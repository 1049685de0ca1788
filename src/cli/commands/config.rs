use crate::cli::parser::Commands;
use crate::config::Config;
use crate::errors::{AppError, AppResult};
use crate::ui::messages::{info, success, warning};
use std::fs;
use std::process::Command;

/// Handle the `config` subcommand
pub fn handle(cmd: &Commands, cfg: &Config) -> AppResult<()> {
    if let Commands::Config {
        print_config,
        check,
        edit_config,
        editor,
    } = cmd
    {
        let path = Config::config_file();

        // ---- PRINT CONFIG ----
        if *print_config {
            println!("📄 Current configuration:\n");
            let yaml = serde_yaml::to_string(cfg).map_err(|e| AppError::Config(e.to_string()))?;
            println!("{}", yaml);
        }

        // ---- CHECK CONFIG ----
        if *check {
            if !path.exists() {
                warning(format!(
                    "No configuration file at {} (defaults in use)",
                    path.display()
                ));
            } else {
                let content = fs::read_to_string(&path).map_err(|_| AppError::ConfigLoad)?;
                let missing = Config::missing_fields(&content)?;
                if missing.is_empty() {
                    success("Configuration file is complete");
                } else {
                    info(format!("Missing fields (defaults used): {}", missing.join(", ")));
                }
                cfg.validate()?;
            }
        }

        // ---- EDIT CONFIG ----
        if *edit_config {
            let default_editor = std::env::var("EDITOR")
                .or_else(|_| std::env::var("VISUAL"))
                .unwrap_or_else(|_| {
                    if cfg!(target_os = "windows") {
                        "notepad".to_string()
                    } else {
                        "nano".to_string()
                    }
                });

            let editor_to_use = editor.clone().unwrap_or_else(|| default_editor.clone());

            match Command::new(&editor_to_use).arg(&path).status() {
                Ok(s) if s.success() => {
                    success(format!(
                        "Configuration file edited successfully using '{}'",
                        editor_to_use
                    ));
                }
                Ok(_) | Err(_) => {
                    warning(format!(
                        "Editor '{}' not available, falling back to '{}'",
                        editor_to_use, default_editor
                    ));

                    let fallback_status = Command::new(&default_editor).arg(&path).status();
                    match fallback_status {
                        Ok(s) if s.success() => success(format!(
                            "Configuration file edited successfully using fallback '{}'",
                            default_editor
                        )),
                        Ok(_) | Err(_) => {
                            return Err(AppError::Config(format!(
                                "Failed to edit configuration file using '{}'",
                                default_editor
                            )));
                        }
                    }
                }
            }
        }
    }

    Ok(())
}
//! Path utilities: expand ~ in configured directories.

use std::path::PathBuf;

pub fn expand_tilde(path: &str) -> PathBuf {
    if path == "~"
        && let Some(home) = dirs::home_dir()
    {
        return home;
    }
    if path.starts_with("~/")
        && let Some(home) = dirs::home_dir()
    {
        return home.join(path.trim_start_matches("~/"));
    }
    PathBuf::from(path)
}

/// True when the path carries a `.json` extension (any case).
pub fn has_json_extension(path: &std::path::Path) -> bool {
    path.extension()
        .map(|e| e.eq_ignore_ascii_case("json"))
        .unwrap_or(false)
}
pub mod activity_total;
pub mod running;
pub mod session;
//! Formatting utilities used for console and export outputs.

use unicode_width::UnicodeWidthStr;

/// Pad to a display width, counting wide glyphs as two columns.
pub fn pad_right(s: &str, width: usize) -> String {
    let w = UnicodeWidthStr::width(s);
    if w >= width {
        s.to_string()
    } else {
        format!("{}{}", s, " ".repeat(width - w))
    }
}

/// Whole seconds as `H:MM:SS`, with a `N day(s), ` prefix past 24h.
///
/// `format_hms(3725)` → `"1:02:05"`, `format_hms(90061)` → `"1 day, 1:01:01"`.
/// Negative values (clock moved backwards) keep their sign.
pub fn format_hms(secs: i64) -> String {
    let sign = if secs < 0 { "-" } else { "" };
    let s = secs.unsigned_abs();
    let days = s / 86_400;
    let rem = s % 86_400;
    let hms = format!("{}:{:02}:{:02}", rem / 3600, (rem % 3600) / 60, rem % 60);

    match days {
        0 => format!("{sign}{hms}"),
        1 => format!("{sign}1 day, {hms}"),
        d => format!("{sign}{d} days, {hms}"),
    }
}

/// Live stopwatch readout: `HH:MM:SS.mmm`. Hours grow past two digits.
pub fn format_readout(secs: f64) -> String {
    let total_ms = (secs.max(0.0) * 1000.0) as u64;
    let ms = total_ms % 1000;
    let s = total_ms / 1000;
    format!("{:02}:{:02}:{:02}.{:03}", s / 3600, (s % 3600) / 60, s % 60, ms)
}

/// Chart-label duration: `1h 2m 3s`, leading zero units dropped.
///
/// `human_duration(3603.0)` → `"1h 0m 3s"`, `human_duration(45.0)` → `"45s"`.
pub fn human_duration(secs: f64) -> String {
    let s = secs.max(0.0).round() as u64;
    let (h, m, sec) = (s / 3600, (s % 3600) / 60, s % 60);

    if h > 0 {
        format!("{h}h {m}m {sec}s")
    } else if m > 0 {
        format!("{m}m {sec}s")
    } else {
        format!("{sec}s")
    }
}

◇ ◇ ◇ ◇ ◇ ◇ ◇

Problem requirements> The answer should be an exact copy of the lines from the first line of the data through the line with "pub fn handle(cmd: &Commands, cfg: &Config)" and should contain nothing else.

Solution below>
repository 1049685de0ca1788
filename src/cli/commands/config.rs
use crate::cli::parser::Commands;
use crate::config::Config;
use crate::errors::{AppError, AppResult};
use crate::ui::messages::{info, success, warning};
use std::fs;
use std::process::Command;

/// Handle the `config` subcommand
pub fn handle(cmd: &Commands, cfg: &Config) -> AppResult<()> {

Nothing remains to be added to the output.